Your task is to retype every entry exactly, omitting nothing.
__________________________________________________
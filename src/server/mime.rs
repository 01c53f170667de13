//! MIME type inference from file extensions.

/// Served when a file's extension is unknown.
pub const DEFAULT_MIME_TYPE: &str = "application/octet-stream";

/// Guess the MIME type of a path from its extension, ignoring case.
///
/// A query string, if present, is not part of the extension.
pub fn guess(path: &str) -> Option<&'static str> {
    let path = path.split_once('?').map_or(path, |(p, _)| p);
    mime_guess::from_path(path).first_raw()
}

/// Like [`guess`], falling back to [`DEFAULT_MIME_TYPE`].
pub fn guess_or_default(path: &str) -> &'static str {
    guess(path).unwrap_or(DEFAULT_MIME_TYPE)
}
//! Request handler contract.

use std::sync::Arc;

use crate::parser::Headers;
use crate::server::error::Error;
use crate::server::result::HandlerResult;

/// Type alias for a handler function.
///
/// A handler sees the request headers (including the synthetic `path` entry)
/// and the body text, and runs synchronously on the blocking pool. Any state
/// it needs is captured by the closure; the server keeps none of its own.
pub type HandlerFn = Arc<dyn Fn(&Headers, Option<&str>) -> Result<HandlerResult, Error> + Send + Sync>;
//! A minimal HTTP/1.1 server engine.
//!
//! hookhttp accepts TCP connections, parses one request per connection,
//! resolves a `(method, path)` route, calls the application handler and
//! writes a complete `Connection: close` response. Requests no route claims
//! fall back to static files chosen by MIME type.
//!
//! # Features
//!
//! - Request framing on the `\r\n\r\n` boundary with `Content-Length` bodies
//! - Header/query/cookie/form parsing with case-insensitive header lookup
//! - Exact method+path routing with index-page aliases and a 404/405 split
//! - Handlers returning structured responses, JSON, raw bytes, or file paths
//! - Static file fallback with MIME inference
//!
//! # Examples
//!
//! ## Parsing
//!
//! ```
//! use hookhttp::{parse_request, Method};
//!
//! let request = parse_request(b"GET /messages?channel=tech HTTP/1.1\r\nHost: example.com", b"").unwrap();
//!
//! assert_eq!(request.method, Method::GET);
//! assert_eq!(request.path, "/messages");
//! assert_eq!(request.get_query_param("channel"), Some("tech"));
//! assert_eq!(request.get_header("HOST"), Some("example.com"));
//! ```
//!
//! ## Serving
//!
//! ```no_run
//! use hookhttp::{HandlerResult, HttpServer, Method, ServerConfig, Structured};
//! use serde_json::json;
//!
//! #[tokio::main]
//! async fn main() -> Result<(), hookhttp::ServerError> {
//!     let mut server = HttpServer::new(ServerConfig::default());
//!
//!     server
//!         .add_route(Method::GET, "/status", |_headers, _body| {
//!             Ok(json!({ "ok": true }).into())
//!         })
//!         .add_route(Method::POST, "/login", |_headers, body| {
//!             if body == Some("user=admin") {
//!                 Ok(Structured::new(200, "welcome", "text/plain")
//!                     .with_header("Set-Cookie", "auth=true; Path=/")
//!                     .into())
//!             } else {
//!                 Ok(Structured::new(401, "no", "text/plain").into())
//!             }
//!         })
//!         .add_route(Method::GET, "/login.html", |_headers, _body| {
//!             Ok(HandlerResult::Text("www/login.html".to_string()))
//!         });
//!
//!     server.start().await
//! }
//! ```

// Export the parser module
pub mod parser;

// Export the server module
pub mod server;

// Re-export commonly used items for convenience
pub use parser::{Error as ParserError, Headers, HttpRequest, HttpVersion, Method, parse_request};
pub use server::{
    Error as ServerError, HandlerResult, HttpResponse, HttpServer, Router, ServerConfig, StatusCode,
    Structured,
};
__________________________________________________
REPLY TO THE TASK |
filename src/server/mime.rs
repository 01c53f170667de13
//! MIME type inference from file extensions.

/// Served when a file's extension is unknown.
pub const DEFAULT_MIME_TYPE: &str = "application/octet-stream";

/// Guess the MIME type of a path from its extension, ignoring case.
///
/// A query string, if present, is not part of the extension.
pub fn guess(path: &str) -> Option<&'static str> {
    let path = path.split_once('?').map_or(path, |(p, _)| p);
    mime_guess::from_path(path).first_raw()
}

/// Like [`guess`], falling back to [`DEFAULT_MIME_TYPE`].
pub fn guess_or_default(path: &str) -> &'static str {
    guess(path).unwrap_or(DEFAULT_MIME_TYPE)
}
//! Request handler contract.

use std::sync::Arc;

use crate::parser::Headers;
use crate::server::error::Error;
use crate::server::result::HandlerResult;

/// Type alias for a handler function.
///
/// A handler sees the request headers (including the synthetic `path` entry)
/// and the body text, and runs synchronously on the blocking pool. Any state
/// it needs is captured by the closure; the server keeps none of its own.
pub type HandlerFn = Arc<dyn Fn(&Headers, Option<&str>) -> Result<HandlerResult, Error> + Send + Sync>;
//! A minimal HTTP/1.1 server engine.
//!
//! hookhttp accepts TCP connections, parses one request per connection,
//! resolves a `(method, path)` route, calls the application handler and
//! writes a complete `Connection: close` response. Requests no route claims
//! fall back to static files chosen by MIME type.
//!
//! # Features
//!
//! - Request framing on the `\r\n\r\n` boundary with `Content-Length` bodies
//! - Header/query/cookie/form parsing with case-insensitive header lookup
//! - Exact method+path routing with index-page aliases and a 404/405 split
//! - Handlers returning structured responses, JSON, raw bytes, or file paths
//! - Static file fallback with MIME inference
//!
//! # Examples
//!
//! ## Parsing
//!
//! ```
//! use hookhttp::{parse_request, Method};
//!
//! let request = parse_request(b"GET /messages?channel=tech HTTP/1.1\r\nHost: example.com", b"").unwrap();
//!
//! assert_eq!(request.method, Method::GET);
//! assert_eq!(request.path, "/messages");
//! assert_eq!(request.get_query_param("channel"), Some("tech"));
//! assert_eq!(request.get_header("HOST"), Some("example.com"));
//! ```
//!
//! ## Serving
//!
//! ```no_run
//! use hookhttp::{HandlerResult, HttpServer, Method, ServerConfig, Structured};
//! use serde_json::json;
//!
//! #[tokio::main]
//! async fn main() -> Result<(), hookhttp::ServerError> {
//!     let mut server = HttpServer::new(ServerConfig::default());
//!
//!     server
//!         .add_route(Method::GET, "/status", |_headers, _body| {
//!             Ok(json!({ "ok": true }).into())
//!         })
//!         .add_route(Method::POST, "/login", |_headers, body| {
//!             if body == Some("user=admin") {
//!                 Ok(Structured::new(200, "welcome", "text/plain")
//!                     .with_header("Set-Cookie", "auth=true; Path=/")
//!                     .into())
//!             } else {
//!                 Ok(Structured::new(401, "no", "text/plain").into())
//!             }
//!         })
//!         .add_route(Method::GET, "/login.html", |_headers, _body| {
//!             Ok(HandlerResult::Text("www/login.html".to_string()))
//!         });
//!
//!     server.start().await
//! }
//! ```

// Export the parser module
pub mod parser;

// Export the server module
pub mod server;

// Re-export commonly used items for convenience
pub use parser::{Error as ParserError, Headers, HttpRequest, HttpVersion, Method, parse_request};
pub use server::{
    Error as ServerError, HandlerResult, HttpResponse, HttpServer, Router, ServerConfig, StatusCode,
    Structured,
};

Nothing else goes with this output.